The required result is a copy of each line below in which "least" appears.
────────────────
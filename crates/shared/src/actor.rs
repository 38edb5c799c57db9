use crate::user::Role;

/// Request-scoped caller identity, resolved by the auth middleware.
///
/// Blocked users never reach a handler, so an `Actor` is always an active
/// account. Unauthenticated (guest) callers have no `Actor` at all.
#[derive(Clone, Debug)]
pub struct Actor {
    pub id: String,
    pub role: Role,
}

impl Actor {
    pub fn new(id: impl Into<String>, role: Role) -> Self {
        Self {
            id: id.into(),
            role,
        }
    }

    pub fn is_admin(&self) -> bool {
        self.role.is_admin()
    }

    /// Owner-or-admin predicate used by every ownership-guarded operation.
    pub fn can_manage(&self, owner_id: &str) -> bool {
        self.is_admin() || self.id == owner_id
    }
}
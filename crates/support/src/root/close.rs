use afisha_shared::Actor;
use sqlx::types::Text;
use time::OffsetDateTime;

use crate::{Status, SupportTicketRow, repository};

impl super::Command {
    pub async fn close(
        &self,
        actor: &Actor,
        id: impl Into<String>,
    ) -> afisha_shared::Result<SupportTicketRow> {
        if !actor.is_admin() {
            afisha_shared::forbidden!("admin role required");
        }

        let Some(mut ticket) = self.load(id).await? else {
            afisha_shared::not_found!("support ticket not found");
        };

        if ticket.status.0 == Status::Closed {
            return Ok(ticket);
        }

        let now = OffsetDateTime::now_utc().unix_timestamp();
        repository::set_status(&self.write_db, &ticket.id, Status::Closed, None, now).await?;

        tracing::info!(ticket_id = %ticket.id, "support ticket closed");

        ticket.status = Text(Status::Closed);
        ticket.updated_at = now;

        Ok(ticket)
    }

    pub async fn delete(&self, actor: &Actor, id: impl Into<String>) -> afisha_shared::Result<()> {
        if !actor.is_admin() {
            afisha_shared::forbidden!("admin role required");
        }

        let Some(ticket) = self.load(id).await? else {
            afisha_shared::not_found!("support ticket not found");
        };

        repository::delete(&self.write_db, &ticket.id).await
    }
}
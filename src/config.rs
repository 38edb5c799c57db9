use config::{Config as ConfigBuilder, ConfigError, Environment, File};
use serde::Deserialize;
use std::env;

#[derive(Debug, Deserialize, Clone)]
pub struct Config {
    pub server: ServerConfig,
    pub database: DatabaseConfig,
    pub jwt: JwtConfig,
    #[serde(default)]
    pub email: EmailConfig,
    #[serde(default)]
    pub observability: ObservabilityConfig,
}

#[derive(Debug, Deserialize, Clone)]
pub struct ServerConfig {
    pub host: String,
    pub port: u16,
}

#[derive(Debug, Deserialize, Clone)]
pub struct DatabaseConfig {
    pub url: String,
    pub max_connections: u32,
}

#[derive(Debug, Deserialize, Clone)]
pub struct JwtConfig {
    pub secret: String,
    pub expiration_minutes: i64,
}

#[derive(Debug, Deserialize, Clone)]
pub struct EmailConfig {
    #[serde(default = "default_smtp_host")]
    pub smtp_host: String,
    #[serde(default = "default_smtp_port")]
    pub smtp_port: u16,
    #[serde(default)]
    pub smtp_username: String,
    #[serde(default)]
    pub smtp_password: String,
    #[serde(default = "default_from_email")]
    pub from_email: String,
    #[serde(default = "default_from_name")]
    pub from_name: String,
}

impl Default for EmailConfig {
    fn default() -> Self {
        Self {
            smtp_host: default_smtp_host(),
            smtp_port: default_smtp_port(),
            smtp_username: String::new(),
            smtp_password: String::new(),
            from_email: default_from_email(),
            from_name: default_from_name(),
        }
    }
}

fn default_smtp_host() -> String {
    "localhost".to_string()
}

fn default_smtp_port() -> u16 {
    587
}

fn default_from_email() -> String {
    "noreply@afisha.local".to_string()
}

fn default_from_name() -> String {
    "afisha".to_string()
}

#[derive(Debug, Deserialize, Clone)]
pub struct ObservabilityConfig {
    #[serde(default = "default_log_level")]
    pub log_level: String,
}

impl Default for ObservabilityConfig {
    fn default() -> Self {
        Self {
            log_level: default_log_level(),
        }
    }
}

fn default_log_level() -> String {
    "info".to_string()
}

impl Config {
    /// Load configuration from file and environment variables
    ///
    /// Priority (highest to lowest):
    /// 1. Environment variables (AFISHA__DATABASE__URL, etc.)
    /// 2. Config file specified by path
    /// 3. Hardcoded defaults
    pub fn load(config_path: Option<String>) -> Result<Self, ConfigError> {
        let mut builder = ConfigBuilder::builder();

        builder = builder
            .set_default("server.host", "127.0.0.1")?
            .set_default("server.port", 3000)?
            .set_default("database.url", "sqlite:afisha.db")?
            .set_default("database.max_connections", 5)?
            .set_default("jwt.expiration_minutes", 60 * 24 * 7)?;

        let config_file_path = config_path
            .or_else(|| env::var("CONFIG_PATH").ok())
            .unwrap_or_else(|| "config/default.toml".to_string());

        if std::path::Path::new(&config_file_path).exists() {
            builder = builder.add_source(File::with_name(&config_file_path));
        }

        builder = builder.add_source(
            Environment::with_prefix("AFISHA")
                .separator("__")
                .try_parsing(true),
        );

        // Legacy environment variables without prefix
        if let Ok(database_url) = env::var("DATABASE_URL") {
            builder = builder.set_override("database.url", database_url)?;
        }
        if let Ok(jwt_secret) = env::var("JWT_SECRET") {
            builder = builder.set_override("jwt.secret", jwt_secret)?;
        }

        builder.build()?.try_deserialize()
    }

    pub fn validate(&self) -> Result<(), String> {
        if self.jwt.secret.len() < 32 {
            return Err("JWT secret must be at least 32 characters long".to_string());
        }
        if self.database.max_connections < 1 {
            return Err("Database max_connections must be at least 1".to_string());
        }
        if self.server.port == 0 {
            return Err("Server port must be greater than 0".to_string());
        }
        Ok(())
    }
}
────────────────
> Finished task
            return Err("JWT secret must be at least 32 characters long".to_string());
            return Err("Database max_connections must be at least 1".to_string());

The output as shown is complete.